Diagnostics and Classification in Hemorrhagic Shock and Trauma-Induced Coagulopathy

Objectives Icon A crosshair target, symbolizing a specific objective.

Learning Objective

Apply diagnostic criteria, laboratory markers, viscoelastic testing, and clinical scoring to stratify bleeding severity and guide activation of massive transfusion protocols.

1. Clinical Classification of Shock

Early bedside assessment using ATLS shock classes and the Shock Index expedites recognition of hemodynamic compromise. These tools provide a rapid, physiology-based framework for initial triage before laboratory data are available.

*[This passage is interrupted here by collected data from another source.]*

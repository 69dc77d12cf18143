//! Error taxonomy.
//!
//! `ParseError` is fatal: the input could not be turned into a `Template` at
//! all. `Diagnostic` is not an error type in the `std::error::Error` sense -
//! it is a non-fatal surprise encountered during generation, collected into
//! a `Vec<Diagnostic>` and returned alongside the generated files rather than
//! aborting the run (see the module docs on `generate_code`).

use thiserror::Error;

#[derive(Debug, Error)]
pub enum ParseError {
    #[error("{source_name}: malformed template ({message})")]
    MalformedDocument {
        source_name: String,
        message: String,
        line: Option<usize>,
    },

    #[error("{source_name}: input does not look like a CloudFormation template ({detected})")]
    UnsupportedInputKind {
        source_name: String,
        detected: String,
    },
}

/// A non-fatal surprise encountered while walking the IR during analysis or
/// generation. Collected rather than raised: the generator always produces
/// its best-effort output, and the diagnostics tell the caller where it had
/// to guess or fall back.
#[derive(Debug, Clone, PartialEq, Eq, Error)]
pub enum Diagnostic {
    #[error("resource {logical_id}: unrecognized intrinsic tag {tag:?}")]
    UnknownIntrinsic { logical_id: String, tag: String },

    #[error("{from}: reference to undeclared logical ID {target:?}")]
    ReferenceToMissingTarget { from: String, target: String },

    #[error("resource {logical_id}: Fn::Transform argument shape is ambiguous, assuming map form")]
    AmbiguousTransformShape { logical_id: String },

    #[error("resource {logical_id}: unrecognized resource type {type_name:?}, emitting a generic property map")]
    UnknownResourceType {
        logical_id: String,
        type_name: String,
    },

    #[error("condition {logical_id}: reference cycle detected, condition will be emitted in declaration order")]
    ConditionCycle { logical_id: String },

    #[error("{count} resource(s) form a dependency cycle ({members}); emission order falls back to declaration order for the cycle")]
    ResourceCycle { count: usize, members: String },
}
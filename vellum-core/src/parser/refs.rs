//! `Fn::GetAtt` argument normalization and reference-graph construction.
//!
//! CloudFormation accepts `Fn::GetAtt` as either a two-element list
//! (`["A", "B"]`) or a single dotted string (`"A.B"`); this module
//! canonicalizes both into the list form the rest of the pipeline expects,
//! and walks a parsed [`Template`] to build `Template::reference_graph`.

use std::collections::BTreeMap;

use crate::ir::{Intrinsic, IntrinsicTag, Template, Value};

/// Canonicalize a raw `Fn::GetAtt` argument into `["Resource", "Attr[.Attr...]"]`.
///
/// Only the first `.` separates the resource name from the (possibly itself
/// dotted) attribute path, matching the YAML shorthand's splitting rule.
pub fn normalize_getatt_arg(arg: Value) -> Value {
    match arg {
        Value::String(s) => match s.split_once('.') {
            Some((resource, attr)) => Value::List(vec![
                Value::String(resource.to_string()),
                Value::String(attr.to_string()),
            ]),
            None => Value::List(vec![Value::String(s)]),
        },
        other => other,
    }
}

/// Walk every condition, resource, and output, recording an edge from the
/// enclosing logical ID to every `Ref` / `GetAtt` / `Condition` target, plus
/// every bare `${Name}` placeholder inside an `Fn::Sub` template string.
pub fn build_reference_graph(template: &Template) -> BTreeMap<String, Vec<String>> {
    let mut graph: BTreeMap<String, Vec<String>> = BTreeMap::new();

    for (id, condition) in &template.conditions {
        let edges = graph.entry(id.clone()).or_default();
        walk_value(&condition.expression, edges);
    }

    for (id, resource) in &template.resources {
        let edges = graph.entry(id.clone()).or_default();
        for dep in &resource.depends_on {
            push_unique(edges, dep.clone());
        }
        if let Some(cond) = &resource.condition {
            push_unique(edges, cond.clone());
        }
        for prop in &resource.properties {
            walk_value(&prop.value, edges);
        }
    }

    for (id, output) in &template.outputs {
        let edges = graph.entry(id.clone()).or_default();
        walk_value(&output.value, edges);
        if let Some(export) = &output.export_name {
            walk_value(export, edges);
        }
        if let Some(cond) = &output.condition {
            push_unique(edges, cond.clone());
        }
    }

    graph
}

fn push_unique(edges: &mut Vec<String>, target: String) {
    if !edges.contains(&target) {
        edges.push(target);
    }
}

fn walk_value(value: &Value, edges: &mut Vec<String>) {
    match value {
        Value::Intrinsic(intr) => walk_intrinsic(intr, edges),
        Value::List(items) => {
            for item in items {
                walk_value(item, edges);
            }
        }
        Value::Map(map) => {
            for v in map.values() {
                walk_value(v, edges);
            }
        }
        _ => {}
    }
}

fn walk_intrinsic(intr: &Intrinsic, edges: &mut Vec<String>) {
    match intr.tag {
        IntrinsicTag::Ref => {
            if let Some(name) = intr.arg.as_str() {
                push_unique(edges, name.to_string());
            }
        }
        IntrinsicTag::GetAtt => {
            if let Some(list) = intr.arg.as_list() {
                if let Some(name) = list.first().and_then(Value::as_str) {
                    push_unique(edges, name.to_string());
                }
            }
        }
        IntrinsicTag::Condition => {
            if let Some(name) = intr.arg.as_str() {
                push_unique(edges, name.to_string());
            }
        }
        IntrinsicTag::Sub => walk_sub_placeholders(&intr.arg, edges),
        _ => walk_value(&intr.arg, edges),
    }
}

fn walk_sub_placeholders(arg: &Value, edges: &mut Vec<String>) {
    match arg {
        Value::String(s) => scan_placeholders(s, edges),
        Value::List(items) => {
            if let Some(Value::String(s)) = items.first() {
                scan_placeholders(s, edges);
            }
            for item in items.iter().skip(1) {
                walk_value(item, edges);
            }
        }
        _ => {}
    }
}

/// Scan a `Fn::Sub` template string for `${Name}` placeholders. Pseudo
/// parameters (`${AWS::...}`) and `GetAtt` shorthand (`${Resource.Attr}`,
/// recognizable by the embedded `.`) are skipped; only bare names that could
/// be a resource, parameter, or implicit-resource reference become edges.
fn scan_placeholders(s: &str, edges: &mut Vec<String>) {
    let bytes = s.as_bytes();
    let mut i = 0;
    while i < bytes.len() {
        if bytes[i] == b'$' && bytes.get(i + 1) == Some(&b'{') {
            if let Some(end) = s[i + 2..].find('}') {
                let name = &s[i + 2..i + 2 + end];
                if !name.starts_with("AWS::") && !name.contains('.') && !name.is_empty() {
                    push_unique(edges, name.to_string());
                }
                i += 2 + end + 1;
                continue;
            }
        }
        i += 1;
    }
}

#[cfg(test)]
mod tests {
    use super::*;
    use crate::ir::{Property, Resource};

    #[test]
    fn getatt_string_form_splits_first_dot() {
        let v = normalize_getatt_arg(Value::String("MyDb.Endpoint.Address".to_string()));
        let list = v.as_list().unwrap();
        assert_eq!(list[0].as_str(), Some("MyDb"));
        assert_eq!(list[1].as_str(), Some("Endpoint.Address"));
    }

    #[test]
    fn sub_placeholders_skip_pseudo_and_getatt_shorthand() {
        let mut template = Template::default();
        template.resources.insert(
            "Fn".to_string(),
            Resource {
                logical_id: "Fn".to_string(),
                type_name: "AWS::Lambda::Function".to_string(),
                properties: vec![Property {
                    cfn_name: "Description".to_string(),
                    field_name: "Description".to_string(),
                    value: Value::Intrinsic(Box::new(Intrinsic {
                        tag: IntrinsicTag::Sub,
                        arg: Value::String(
                            "${AWS::Region}-${Bucket.Arn}-${Environment}".to_string(),
                        ),
                    })),
                }],
                depends_on: vec![],
                condition: None,
                deletion_policy: None,
                update_replace_policy: None,
                metadata: None,
            },
        );
        let graph = build_reference_graph(&template);
        assert_eq!(graph["Fn"], vec!["Environment".to_string()]);
    }

    #[test]
    fn direct_getatt_edge_recorded_regardless_of_attribute_depth() {
        let mut template = Template::default();
        template.resources.insert(
            "Fn".to_string(),
            Resource {
                logical_id: "Fn".to_string(),
                type_name: "AWS::Lambda::Function".to_string(),
                properties: vec![Property {
                    cfn_name: "Description".to_string(),
                    field_name: "Description".to_string(),
                    value: Value::Intrinsic(Box::new(Intrinsic {
                        tag: IntrinsicTag::GetAtt,
                        arg: Value::List(vec![
                            Value::String("Bucket".to_string()),
                            Value::String("Arn".to_string()),
                        ]),
                    })),
                }],
                depends_on: vec![],
                condition: None,
                deletion_policy: None,
                update_replace_policy: None,
                metadata: None,
            },
        );
        let graph = build_reference_graph(&template);
        assert_eq!(graph["Fn"], vec!["Bucket".to_string()]);
    }
}
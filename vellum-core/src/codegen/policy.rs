//! IAM policy flattening (`spec.md` §4.6): lifting an inline policy
//! document into typed `PolicyDocument` / `PolicyStatement` / `Principal` /
//! `Condition` blocks with operator constants, rather than emitting the
//! nested nested-map shape CloudFormation actually uses.

use std::collections::BTreeMap;

use crate::codegen::naming;
use crate::codegen::{emit_value, GenContext, Scope};
use crate::ir::Value;

/// Property names whose value is an inline IAM policy document.
pub const POLICY_PROPERTY_NAMES: &[&str] =
    &["AssumeRolePolicyDocument", "PolicyDocument", "KeyPolicy"];

const IAM_CONDITION_OPERATORS: &[&str] = &[
    "StringEquals", "StringNotEquals", "StringLike", "StringNotLike",
    "NumericEquals", "NumericNotEquals", "NumericLessThan", "NumericLessThanEquals",
    "NumericGreaterThan", "NumericGreaterThanEquals", "DateEquals", "DateNotEquals",
    "DateLessThan", "DateLessThanEquals", "DateGreaterThan", "DateGreaterThanEquals",
    "Bool", "BinaryEquals", "IpAddress", "NotIpAddress", "ArnEquals", "ArnLike",
    "ArnNotEquals", "ArnNotLike", "Null",
];

pub fn is_policy_property(name: &str) -> bool {
    POLICY_PROPERTY_NAMES.contains(&name)
}

/// Lower a policy-document map into a top-level `PolicyDocument` block (plus
/// one block per statement), pushing them onto `ctx` and returning the
/// identifier of the document block for the caller to reference in place of
/// the original property value.
pub fn emit_policy_document(
    block_prefix: &str,
    value: &Value,
    scope: &Scope,
    ctx: &mut GenContext,
) -> String {
    let Some(map) = value.as_map() else {
        return emit_value(value, scope, ctx);
    };

    let version = map
        .get("Version")
        .and_then(Value::as_str)
        .unwrap_or("2012-10-17")
        .to_string();

    let statements = map.get("Statement").and_then(Value::as_list).unwrap_or(&[]);
    let mut statement_refs = Vec::with_capacity(statements.len());
    for (i, statement) in statements.iter().enumerate() {
        let stmt_name = ctx.unique_block_name(&format!("{block_prefix}Statement{i}"));
        let (type_name, body) = emit_statement_body(statement, scope, ctx);
        ctx.push_block(stmt_name.clone(), type_name, body);
        statement_refs.push(stmt_name);
    }

    let doc_name = ctx.unique_block_name(block_prefix);
    let statement_list = statement_refs.join(", ");
    let doc_body = format!(
        "PolicyDocument{{Version: {}, Statement: []any{{{}}}}}",
        naming::quote(&version),
        statement_list
    );
    ctx.push_block(doc_name.clone(), "PolicyDocument".to_string(), doc_body);
    doc_name
}

fn emit_statement_body(statement: &Value, scope: &Scope, ctx: &mut GenContext) -> (String, String) {
    let Some(map) = statement.as_map() else {
        return ("PolicyStatement".to_string(), emit_value(statement, scope, ctx));
    };

    let is_deny = matches!(map.get("Effect").and_then(Value::as_str), Some("Deny"));
    let type_name = if is_deny { "DenyStatement" } else { "PolicyStatement" };

    let mut fields = Vec::new();
    for (key, value) in map {
        if key == "Effect" {
            if is_deny {
                continue; // implicit from the DenyStatement type name
            }
            fields.push(format!("Effect: {}", naming::quote(value.as_str().unwrap_or("Allow"))));
            continue;
        }
        if key == "Principal" || key == "NotPrincipal" {
            fields.push(format!("{key}: {}", emit_principal(value, scope, ctx)));
            continue;
        }
        if key == "Condition" {
            fields.push(format!("Condition: {}", emit_condition(value, scope, ctx)));
            continue;
        }
        let field_name = naming::sanitize_field_name(key);
        fields.push(format!("{field_name}: {}", emit_value(value, scope, ctx)));
    }

    (type_name.to_string(), format!("{type_name}{{{}}}", fields.join(", ")))
}

fn emit_principal(value: &Value, scope: &Scope, ctx: &mut GenContext) -> String {
    if let Some("*") = value.as_str() {
        return naming::quote("*");
    }
    let Some(map) = value.as_map() else {
        return emit_value(value, scope, ctx);
    };
    if let Some(service) = map.get("Service") {
        return format!("ServicePrincipal{{{}}}", principal_values(service, scope, ctx));
    }
    if let Some(aws) = map.get("AWS") {
        return format!("AWSPrincipal{{{}}}", principal_values(aws, scope, ctx));
    }
    if let Some(federated) = map.get("Federated") {
        return format!(
            "FederatedPrincipal{{{}}}",
            principal_values(federated, scope, ctx)
        );
    }
    emit_value(value, scope, ctx)
}

fn principal_values(value: &Value, scope: &Scope, ctx: &mut GenContext) -> String {
    match value {
        Value::List(items) => items
            .iter()
            .map(|v| emit_value(v, scope, ctx))
            .collect::<Vec<_>>()
            .join(", "),
        other => emit_value(other, scope, ctx),
    }
}

/// `Condition` map keys matching the known IAM operator set are emitted as
/// named constants (unquoted identifiers); any other key stays a quoted
/// string.
fn emit_condition(value: &Value, scope: &Scope, ctx: &mut GenContext) -> String {
    let Some(map) = value.as_map() else {
        return emit_value(value, scope, ctx);
    };
    let entries: Vec<String> = map
        .iter()
        .map(|(k, v)| {
            let key = condition_key(k);
            format!("{key}: {}", emit_value(v, scope, ctx))
        })
        .collect();
    format!("map[string]any{{{}}}", entries.join(", "))
}

fn condition_key(operator: &str) -> String {
    if IAM_CONDITION_OPERATORS.contains(&operator) {
        operator.to_string()
    } else {
        naming::quote(operator)
    }
}

#[cfg(test)]
mod tests {
    use super::*;
    use crate::analysis::Analysis;
    use crate::ir::Template;
    use std::collections::BTreeMap as Map;

    fn service_principal_statement() -> Value {
        let mut principal_map = Map::new();
        principal_map.insert(
            "Service".to_string(),
            Value::String("lambda.amazonaws.com".to_string()),
        );
        let mut stmt = Map::new();
        stmt.insert("Effect".to_string(), Value::String("Allow".to_string()));
        stmt.insert("Principal".to_string(), Value::Map(principal_map));
        stmt.insert(
            "Action".to_string(),
            Value::String("sts:AssumeRole".to_string()),
        );
        Value::Map(stmt)
    }

    #[test]
    fn deny_statement_suppresses_effect_field() {
        let template = Template::default();
        let analysis = Analysis::run(&template);
        let mut ctx = GenContext::new(&template, &analysis);
        let scope = Scope::new("MyRole");
        let mut stmt = Map::new();
        stmt.insert("Effect".to_string(), Value::String("Deny".to_string()));
        stmt.insert("Action".to_string(), Value::String("*".to_string()));
        let (type_name, body) = emit_statement_body(&Value::Map(stmt), &scope, &mut ctx);
        assert_eq!(type_name, "DenyStatement");
        assert!(!body.contains("Effect"));
    }

    #[test]
    fn service_principal_lowers_to_typed_block() {
        let template = Template::default();
        let analysis = Analysis::run(&template);
        let mut ctx = GenContext::new(&template, &analysis);
        let scope = Scope::new("MyRole");
        let (type_name, body) = emit_statement_body(&service_principal_statement(), &scope, &mut ctx);
        assert_eq!(type_name, "PolicyStatement");
        assert!(body.contains("ServicePrincipal{\"lambda.amazonaws.com\"}"));
    }

    #[test]
    fn known_condition_operator_is_unquoted() {
        assert_eq!(condition_key("StringEquals"), "StringEquals");
        assert_eq!(condition_key("aws:SomeWeirdKey"), "\"aws:SomeWeirdKey\"");
    }
}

ATLS Classes of Hemorrhagic Shock

Advanced Trauma Life Support (ATLS) Classification of Hemorrhagic Shock
Class Blood Loss (%) Heart Rate (bpm) Blood Pressure Resp. Rate Mental Status
I <15% (<750 mL) <100 Normal 14–20 Normal / Slight Anxiety
II 15–30% (750–1500 mL) 100–120 Normal / Postural Drop 20–30 Mildly Anxious
III 30–40% (1500–2000 mL) 120–140 Hypotensive (SBP <90) 30–40 Anxious / Confused
IV >40% (>2000 mL) >140 Profound Hypotension >35 Confused / Lethargic

Limitations: It’s crucial to recognize that elderly patients, those on beta-blockers, or well-conditioned athletes may not manifest classic tachycardic responses. Compensatory mechanisms vary widely among individuals.

Shock Index (SI)

The Shock Index (SI), calculated as Heart Rate divided by Systolic Blood Pressure (HR/SBP), is a more sensitive marker of early shock than vital signs alone. An SI >0.9 suggests significant hemodynamic decompensation and correlates with higher transfusion requirements and mortality. Variants like the Modified SI (HR/MAP) and Age-Shock Index (Age x SI) further refine risk stratification.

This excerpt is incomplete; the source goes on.